Anna, tu sei giornalista e per tutta la vita hai lavorato nel giornalismo televisivo in Spagna. Come ti sei sentita quando a tuo marito hanno proposto di trasferirsi negli Stati Uniti? 

L’idea mi ha entusiasmata da subito, non ci ho pensato due volte perchè mi è sembrata un’opportunità unica per tutta la famiglia. Per me e mio marito, sia a livello professionale che personale, e per i nostri figli, che avevano l’opportunità di studiare in inglese e, ancora più importante, di conoscere da dentro la cultura nordamericana. Tuttavia questo trasferimento ha significato lasciare il mio lavoro, almeno temporaneamente. Una volta finito il nostro espatrio, e non so quando questo accadrà, riprenderò il mio posto, o almeno lo spero perchè la situazione è molto critica. La Spagna sta passando per una crisi tremenda.

Quindi hai vissuto quattro anni negli Stati Uniti e uno qui, e hai dovuto occuparti in qualche modo. Cosa ti sei inventata? 

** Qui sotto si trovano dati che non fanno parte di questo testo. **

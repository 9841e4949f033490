//! Raw rule option names.
//!
//! Every option can be spelled long (`message`) or short (`m`). When a raw
//! rule carries both, the long spelling wins.

/// An option of a raw rule object.
#[derive(Debug, Clone, Copy, PartialEq, Eq, Hash)]
pub enum RuleOption {
    /// Name of the predicate to run.
    Validation,
    /// Value the predicate result is compared against.
    Expect,
    /// Error message template.
    Message,
    /// File the error under the generic key.
    CauseGenericError,
    /// Record key the input value is read from.
    Key,
    /// Slow-predicate hint.
    Wait,
    /// Pass the whole record to the predicate.
    Data,
    /// Stop this field on failure.
    Last,
    /// Stop the whole run on failure.
    LastAll,
    /// Links attached to the error.
    Redirection,
}

impl RuleOption {
    pub const ALL: [RuleOption; 10] = [
        RuleOption::Validation,
        RuleOption::Expect,
        RuleOption::Message,
        RuleOption::CauseGenericError,
        RuleOption::Key,
        RuleOption::Wait,
        RuleOption::Data,
        RuleOption::Last,
        RuleOption::LastAll,
        RuleOption::Redirection,
    ];

    pub fn long(self) -> &'static str {
        match self {
            RuleOption::Validation => "validation",
            RuleOption::Expect => "expect",
            RuleOption::Message => "message",
            RuleOption::CauseGenericError => "causeGenericError",
            RuleOption::Key => "key",
            RuleOption::Wait => "wait",
            RuleOption::Data => "data",
            RuleOption::Last => "last",
            RuleOption::LastAll => "lastAll",
            RuleOption::Redirection => "redirection",
        }
    }

    pub fn short(self) -> &'static str {
        match self {
            RuleOption::Validation => "v",
            RuleOption::Expect => "ex",
            RuleOption::Message => "m",
            RuleOption::CauseGenericError => "_e",
            RuleOption::Key => "k",
            RuleOption::Wait => "w",
            RuleOption::Data => "d",
            RuleOption::Last => "l",
            RuleOption::LastAll => "la",
            RuleOption::Redirection => "r",
        }
    }

    /// Both spellings, long first.
    pub fn spellings(self) -> [&'static str; 2] {
        [self.long(), self.short()]
    }
}

/// An option of a redirection entry.
#[derive(Debug, Clone, Copy, PartialEq, Eq, Hash)]
pub enum RedirectionOption {
    Href,
    Title,
}

impl RedirectionOption {
    pub fn long(self) -> &'static str {
        match self {
            RedirectionOption::Href => "href",
            RedirectionOption::Title => "title",
        }
    }

    pub fn short(self) -> &'static str {
        match self {
            RedirectionOption::Href => "h",
            RedirectionOption::Title => "t",
        }
    }

    pub fn spellings(self) -> [&'static str; 2] {
        [self.long(), self.short()]
    }
}

#[cfg(test)]
mod tests {
    use super::*;
    use rstest::rstest;
    use std::collections::HashSet;

    #[test]
    fn spellings_are_unique() {
        let mut seen = HashSet::new();
        for option in RuleOption::ALL {
            for name in option.spellings() {
                assert!(seen.insert(name), "duplicate option name: {name}");
            }
        }
    }

    #[rstest]
    #[case(RuleOption::Validation, ["validation", "v"])]
    #[case(RuleOption::Expect, ["expect", "ex"])]
    #[case(RuleOption::CauseGenericError, ["causeGenericError", "_e"])]
    #[case(RuleOption::Data, ["data", "d"])]
    #[case(RuleOption::LastAll, ["lastAll", "la"])]
    #[case(RuleOption::Redirection, ["redirection", "r"])]
    fn long_spelling_comes_first(#[case] option: RuleOption, #[case] expected: [&str; 2]) {
        assert_eq!(option.spellings(), expected);
    }

    #[rstest]
    #[case(RedirectionOption::Href, ["href", "h"])]
    #[case(RedirectionOption::Title, ["title", "t"])]
    fn redirection_spellings(#[case] option: RedirectionOption, #[case] expected: [&str; 2]) {
        assert_eq!(option.spellings(), expected);
    }
}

Negli Stati Uniti ho scritto un libro, a quattro mani con mio marito. Io ho fatto la prima parte centrata sui vari aspetti della società nordamericana, e lui si è incaricato della seconda, della parte politica. E’ stata un’esperienza straordinaria perchè ha coinciso con la nascita e il successo di Obama. Con lo “Yes we can“. Viviamo un’epoca storica che secondo gli analisti non si viveva dai tempi della corsa presidenziale che portò Kennedy al potere. Scrivere questo libro, che si intitola “Look at esto. La vida debajo del armonioso césped de America” (Look questo, la vida sotto l’armonioso cespuglio americano, ndt), mi ha spinta ad approfondire quei piccoli dettagli della società statunitense che ti permettono di capirla. E’ stato un buon modo per approfittarne doppiamente.

Credo che in questa situazione la cosa più importante, se possibile, è di reinventarsi, decorare la propria vita, cercare un’occupazione che ti dia la sensazione di esser parte del settore produttivo.

Come hai preso la decisione di scrivere un libro? Avevi contatti con qualche casa editrice o hai deciso di scriverlo comunque, e poi proporlo? 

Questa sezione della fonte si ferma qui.